[[ Data extracts open ]]

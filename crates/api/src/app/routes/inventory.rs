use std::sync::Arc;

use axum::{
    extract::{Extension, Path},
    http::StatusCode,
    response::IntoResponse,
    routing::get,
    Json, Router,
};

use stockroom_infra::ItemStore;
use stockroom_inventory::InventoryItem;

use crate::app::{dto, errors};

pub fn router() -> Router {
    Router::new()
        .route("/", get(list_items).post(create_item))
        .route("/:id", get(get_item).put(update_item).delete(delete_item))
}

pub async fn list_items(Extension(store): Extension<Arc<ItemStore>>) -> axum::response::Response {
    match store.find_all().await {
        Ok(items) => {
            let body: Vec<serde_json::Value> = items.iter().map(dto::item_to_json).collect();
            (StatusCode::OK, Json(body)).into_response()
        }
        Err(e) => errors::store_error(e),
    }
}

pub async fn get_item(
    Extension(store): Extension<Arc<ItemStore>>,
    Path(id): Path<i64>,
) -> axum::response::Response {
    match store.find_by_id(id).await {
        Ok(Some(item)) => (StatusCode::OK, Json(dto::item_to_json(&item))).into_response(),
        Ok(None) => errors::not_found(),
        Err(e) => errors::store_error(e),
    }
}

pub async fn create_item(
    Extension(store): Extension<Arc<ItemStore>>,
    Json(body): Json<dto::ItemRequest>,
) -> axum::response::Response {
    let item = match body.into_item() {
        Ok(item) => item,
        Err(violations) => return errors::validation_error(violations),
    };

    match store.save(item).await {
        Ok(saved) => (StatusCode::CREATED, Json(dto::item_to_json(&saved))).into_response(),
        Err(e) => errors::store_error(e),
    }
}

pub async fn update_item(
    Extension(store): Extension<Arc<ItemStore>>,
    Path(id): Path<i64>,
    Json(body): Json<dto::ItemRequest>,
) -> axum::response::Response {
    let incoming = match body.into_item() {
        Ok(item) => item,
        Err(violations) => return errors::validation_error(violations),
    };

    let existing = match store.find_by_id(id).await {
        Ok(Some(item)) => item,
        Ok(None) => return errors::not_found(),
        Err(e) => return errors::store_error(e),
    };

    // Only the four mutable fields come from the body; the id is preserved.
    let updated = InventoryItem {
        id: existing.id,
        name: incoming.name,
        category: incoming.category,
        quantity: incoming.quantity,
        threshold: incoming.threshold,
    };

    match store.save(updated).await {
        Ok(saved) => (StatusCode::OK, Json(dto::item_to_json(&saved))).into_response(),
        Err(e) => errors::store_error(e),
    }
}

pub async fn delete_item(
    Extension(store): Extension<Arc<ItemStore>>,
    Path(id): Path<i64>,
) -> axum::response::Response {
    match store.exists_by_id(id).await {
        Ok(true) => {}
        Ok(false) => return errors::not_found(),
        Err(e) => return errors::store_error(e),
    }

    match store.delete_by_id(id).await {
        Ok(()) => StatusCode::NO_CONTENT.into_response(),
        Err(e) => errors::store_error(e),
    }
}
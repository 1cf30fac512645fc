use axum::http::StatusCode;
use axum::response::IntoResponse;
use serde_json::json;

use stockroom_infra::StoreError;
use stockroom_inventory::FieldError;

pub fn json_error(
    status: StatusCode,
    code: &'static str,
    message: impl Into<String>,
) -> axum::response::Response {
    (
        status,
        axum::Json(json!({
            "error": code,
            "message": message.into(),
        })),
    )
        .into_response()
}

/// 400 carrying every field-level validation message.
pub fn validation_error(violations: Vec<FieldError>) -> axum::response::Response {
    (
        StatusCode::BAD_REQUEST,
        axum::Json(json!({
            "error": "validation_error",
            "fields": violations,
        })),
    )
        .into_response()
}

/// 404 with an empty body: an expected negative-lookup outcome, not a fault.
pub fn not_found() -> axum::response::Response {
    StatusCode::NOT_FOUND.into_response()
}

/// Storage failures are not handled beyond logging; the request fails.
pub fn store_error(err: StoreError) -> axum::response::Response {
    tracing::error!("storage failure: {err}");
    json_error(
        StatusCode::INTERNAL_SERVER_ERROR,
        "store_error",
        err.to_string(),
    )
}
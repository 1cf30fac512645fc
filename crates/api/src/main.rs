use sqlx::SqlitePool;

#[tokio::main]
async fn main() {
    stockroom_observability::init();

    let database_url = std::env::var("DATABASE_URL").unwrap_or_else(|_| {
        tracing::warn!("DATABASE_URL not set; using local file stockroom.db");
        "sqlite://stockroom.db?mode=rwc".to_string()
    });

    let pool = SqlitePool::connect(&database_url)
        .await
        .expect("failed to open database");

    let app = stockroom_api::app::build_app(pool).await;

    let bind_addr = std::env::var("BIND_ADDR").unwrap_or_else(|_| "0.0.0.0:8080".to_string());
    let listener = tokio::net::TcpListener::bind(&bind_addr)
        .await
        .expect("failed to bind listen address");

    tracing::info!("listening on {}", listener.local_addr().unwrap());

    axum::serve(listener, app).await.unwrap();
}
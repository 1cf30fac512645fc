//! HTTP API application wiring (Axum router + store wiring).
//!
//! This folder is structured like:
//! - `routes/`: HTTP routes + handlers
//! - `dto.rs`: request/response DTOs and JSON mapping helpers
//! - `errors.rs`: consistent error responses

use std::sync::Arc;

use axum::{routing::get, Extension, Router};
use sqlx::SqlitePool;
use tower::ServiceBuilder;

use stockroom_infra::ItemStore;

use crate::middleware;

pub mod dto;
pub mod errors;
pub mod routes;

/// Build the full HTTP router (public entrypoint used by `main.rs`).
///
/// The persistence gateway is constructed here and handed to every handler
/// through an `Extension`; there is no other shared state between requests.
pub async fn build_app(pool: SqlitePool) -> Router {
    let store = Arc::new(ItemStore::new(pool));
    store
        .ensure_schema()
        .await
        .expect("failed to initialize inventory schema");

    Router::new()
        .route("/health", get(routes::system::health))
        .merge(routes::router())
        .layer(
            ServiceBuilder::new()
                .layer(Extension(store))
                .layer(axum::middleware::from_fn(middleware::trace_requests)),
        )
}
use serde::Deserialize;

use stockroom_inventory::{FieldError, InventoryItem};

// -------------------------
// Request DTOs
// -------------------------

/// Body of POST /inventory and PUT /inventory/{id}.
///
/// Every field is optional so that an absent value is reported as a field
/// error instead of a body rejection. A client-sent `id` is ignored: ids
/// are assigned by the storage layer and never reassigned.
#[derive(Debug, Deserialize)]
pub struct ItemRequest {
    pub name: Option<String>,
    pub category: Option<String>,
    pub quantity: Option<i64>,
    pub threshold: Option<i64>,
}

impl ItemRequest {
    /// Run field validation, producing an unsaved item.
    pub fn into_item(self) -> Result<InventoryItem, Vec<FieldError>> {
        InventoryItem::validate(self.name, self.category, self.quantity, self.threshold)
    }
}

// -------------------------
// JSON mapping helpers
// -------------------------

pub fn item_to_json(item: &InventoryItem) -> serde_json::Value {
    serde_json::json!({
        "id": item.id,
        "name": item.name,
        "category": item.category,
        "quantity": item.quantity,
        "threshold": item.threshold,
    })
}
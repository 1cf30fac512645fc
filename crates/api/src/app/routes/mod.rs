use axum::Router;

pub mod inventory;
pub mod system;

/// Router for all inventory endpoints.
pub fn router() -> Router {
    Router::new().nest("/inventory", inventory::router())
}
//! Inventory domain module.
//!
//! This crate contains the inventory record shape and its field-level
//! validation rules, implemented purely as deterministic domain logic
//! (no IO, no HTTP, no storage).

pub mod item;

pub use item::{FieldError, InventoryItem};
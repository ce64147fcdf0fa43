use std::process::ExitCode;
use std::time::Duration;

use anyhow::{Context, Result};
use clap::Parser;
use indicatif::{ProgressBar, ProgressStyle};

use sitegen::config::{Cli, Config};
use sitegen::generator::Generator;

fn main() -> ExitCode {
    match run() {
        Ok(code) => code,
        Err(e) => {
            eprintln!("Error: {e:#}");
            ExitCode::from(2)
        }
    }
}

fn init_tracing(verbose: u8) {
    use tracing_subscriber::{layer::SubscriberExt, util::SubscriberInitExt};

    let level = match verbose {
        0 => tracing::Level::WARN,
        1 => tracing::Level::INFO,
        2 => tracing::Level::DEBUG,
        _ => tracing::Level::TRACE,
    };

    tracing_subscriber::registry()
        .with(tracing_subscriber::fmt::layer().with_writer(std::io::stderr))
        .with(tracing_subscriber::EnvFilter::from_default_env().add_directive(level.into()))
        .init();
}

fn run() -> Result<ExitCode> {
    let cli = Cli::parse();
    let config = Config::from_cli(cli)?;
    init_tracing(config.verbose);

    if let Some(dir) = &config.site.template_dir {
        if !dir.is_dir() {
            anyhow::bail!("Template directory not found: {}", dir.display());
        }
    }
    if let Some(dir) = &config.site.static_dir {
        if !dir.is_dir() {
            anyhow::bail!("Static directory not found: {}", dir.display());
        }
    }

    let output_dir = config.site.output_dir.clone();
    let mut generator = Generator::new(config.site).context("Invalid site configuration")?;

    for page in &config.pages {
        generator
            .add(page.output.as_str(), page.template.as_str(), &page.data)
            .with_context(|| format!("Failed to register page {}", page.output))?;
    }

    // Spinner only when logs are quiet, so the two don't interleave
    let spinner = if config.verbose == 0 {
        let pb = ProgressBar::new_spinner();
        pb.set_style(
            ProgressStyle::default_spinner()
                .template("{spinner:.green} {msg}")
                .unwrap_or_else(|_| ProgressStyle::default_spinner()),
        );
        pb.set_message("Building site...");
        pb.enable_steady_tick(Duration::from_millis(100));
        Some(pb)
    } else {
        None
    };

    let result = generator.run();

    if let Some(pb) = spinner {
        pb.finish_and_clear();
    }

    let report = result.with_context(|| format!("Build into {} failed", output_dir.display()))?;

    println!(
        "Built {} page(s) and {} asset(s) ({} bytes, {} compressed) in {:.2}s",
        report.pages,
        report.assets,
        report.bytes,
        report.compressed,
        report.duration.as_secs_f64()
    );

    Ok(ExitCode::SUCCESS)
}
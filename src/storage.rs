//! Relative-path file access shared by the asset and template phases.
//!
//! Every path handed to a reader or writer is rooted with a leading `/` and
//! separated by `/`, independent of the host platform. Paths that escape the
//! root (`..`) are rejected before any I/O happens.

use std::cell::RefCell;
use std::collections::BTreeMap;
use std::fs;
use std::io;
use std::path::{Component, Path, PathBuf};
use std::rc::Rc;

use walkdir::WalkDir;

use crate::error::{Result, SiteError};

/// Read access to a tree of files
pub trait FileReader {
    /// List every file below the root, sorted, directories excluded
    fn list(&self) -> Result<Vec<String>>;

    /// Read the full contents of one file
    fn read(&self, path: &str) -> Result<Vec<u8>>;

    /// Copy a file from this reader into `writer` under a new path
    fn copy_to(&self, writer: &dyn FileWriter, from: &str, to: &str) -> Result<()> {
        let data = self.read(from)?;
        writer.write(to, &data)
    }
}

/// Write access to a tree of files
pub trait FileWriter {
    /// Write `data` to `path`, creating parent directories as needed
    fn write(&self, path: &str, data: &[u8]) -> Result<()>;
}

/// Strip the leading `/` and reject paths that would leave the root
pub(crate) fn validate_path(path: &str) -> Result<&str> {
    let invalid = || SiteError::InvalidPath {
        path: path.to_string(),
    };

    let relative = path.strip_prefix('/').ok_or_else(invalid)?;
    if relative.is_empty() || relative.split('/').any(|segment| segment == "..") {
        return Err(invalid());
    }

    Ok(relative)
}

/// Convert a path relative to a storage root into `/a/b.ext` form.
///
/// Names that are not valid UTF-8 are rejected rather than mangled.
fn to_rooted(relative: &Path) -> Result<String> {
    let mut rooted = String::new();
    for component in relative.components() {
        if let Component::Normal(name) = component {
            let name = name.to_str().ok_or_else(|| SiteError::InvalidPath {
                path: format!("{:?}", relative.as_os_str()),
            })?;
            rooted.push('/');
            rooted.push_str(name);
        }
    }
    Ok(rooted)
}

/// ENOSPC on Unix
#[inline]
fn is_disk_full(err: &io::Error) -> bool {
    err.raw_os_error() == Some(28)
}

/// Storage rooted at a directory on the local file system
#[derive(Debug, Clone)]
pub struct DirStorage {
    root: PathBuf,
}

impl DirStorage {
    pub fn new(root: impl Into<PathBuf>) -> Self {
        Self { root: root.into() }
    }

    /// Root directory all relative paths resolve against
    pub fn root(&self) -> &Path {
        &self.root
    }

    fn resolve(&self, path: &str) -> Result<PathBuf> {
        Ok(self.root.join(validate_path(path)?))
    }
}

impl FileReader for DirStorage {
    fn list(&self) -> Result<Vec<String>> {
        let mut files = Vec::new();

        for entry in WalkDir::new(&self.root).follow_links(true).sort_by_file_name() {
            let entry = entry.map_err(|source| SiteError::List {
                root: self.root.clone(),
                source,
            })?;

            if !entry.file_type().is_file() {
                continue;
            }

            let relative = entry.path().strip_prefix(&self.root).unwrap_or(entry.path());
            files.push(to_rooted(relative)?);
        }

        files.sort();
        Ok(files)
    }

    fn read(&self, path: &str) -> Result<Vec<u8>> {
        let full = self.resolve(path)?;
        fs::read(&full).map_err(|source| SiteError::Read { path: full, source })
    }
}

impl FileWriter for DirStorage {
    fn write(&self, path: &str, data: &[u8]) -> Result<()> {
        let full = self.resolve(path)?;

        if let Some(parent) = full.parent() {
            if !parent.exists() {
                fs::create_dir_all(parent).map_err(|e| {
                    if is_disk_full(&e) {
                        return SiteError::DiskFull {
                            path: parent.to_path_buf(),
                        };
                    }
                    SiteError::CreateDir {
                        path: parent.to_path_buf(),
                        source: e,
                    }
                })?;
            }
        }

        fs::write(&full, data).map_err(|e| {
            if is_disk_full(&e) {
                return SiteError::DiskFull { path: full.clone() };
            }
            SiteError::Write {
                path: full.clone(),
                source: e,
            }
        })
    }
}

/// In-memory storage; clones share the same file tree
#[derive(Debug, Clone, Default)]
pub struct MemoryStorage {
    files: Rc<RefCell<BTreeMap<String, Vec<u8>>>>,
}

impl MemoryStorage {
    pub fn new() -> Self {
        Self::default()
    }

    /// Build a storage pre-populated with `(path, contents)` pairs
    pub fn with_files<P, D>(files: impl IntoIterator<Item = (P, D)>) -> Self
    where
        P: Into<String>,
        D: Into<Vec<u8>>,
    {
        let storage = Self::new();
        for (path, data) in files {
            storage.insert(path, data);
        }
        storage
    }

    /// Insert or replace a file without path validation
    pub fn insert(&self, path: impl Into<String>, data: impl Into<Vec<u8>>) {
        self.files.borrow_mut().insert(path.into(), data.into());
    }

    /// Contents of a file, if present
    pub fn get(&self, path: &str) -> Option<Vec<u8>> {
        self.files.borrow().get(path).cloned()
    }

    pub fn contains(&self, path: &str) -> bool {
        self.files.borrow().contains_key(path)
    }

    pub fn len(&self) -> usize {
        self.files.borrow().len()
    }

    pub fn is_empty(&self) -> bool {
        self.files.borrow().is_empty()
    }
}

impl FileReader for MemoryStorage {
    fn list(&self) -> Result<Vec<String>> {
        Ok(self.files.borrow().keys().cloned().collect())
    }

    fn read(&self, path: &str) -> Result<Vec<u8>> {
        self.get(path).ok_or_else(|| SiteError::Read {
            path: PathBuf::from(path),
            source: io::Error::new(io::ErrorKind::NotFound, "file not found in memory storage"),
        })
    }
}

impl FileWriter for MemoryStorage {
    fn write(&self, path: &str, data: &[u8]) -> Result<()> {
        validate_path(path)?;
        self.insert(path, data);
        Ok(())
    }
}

[[ Data extracts closed ]]

(What the task requires) State how many lines in the records contain the string "middleware". Give the number with no words around it.

(Response for this exercise) 2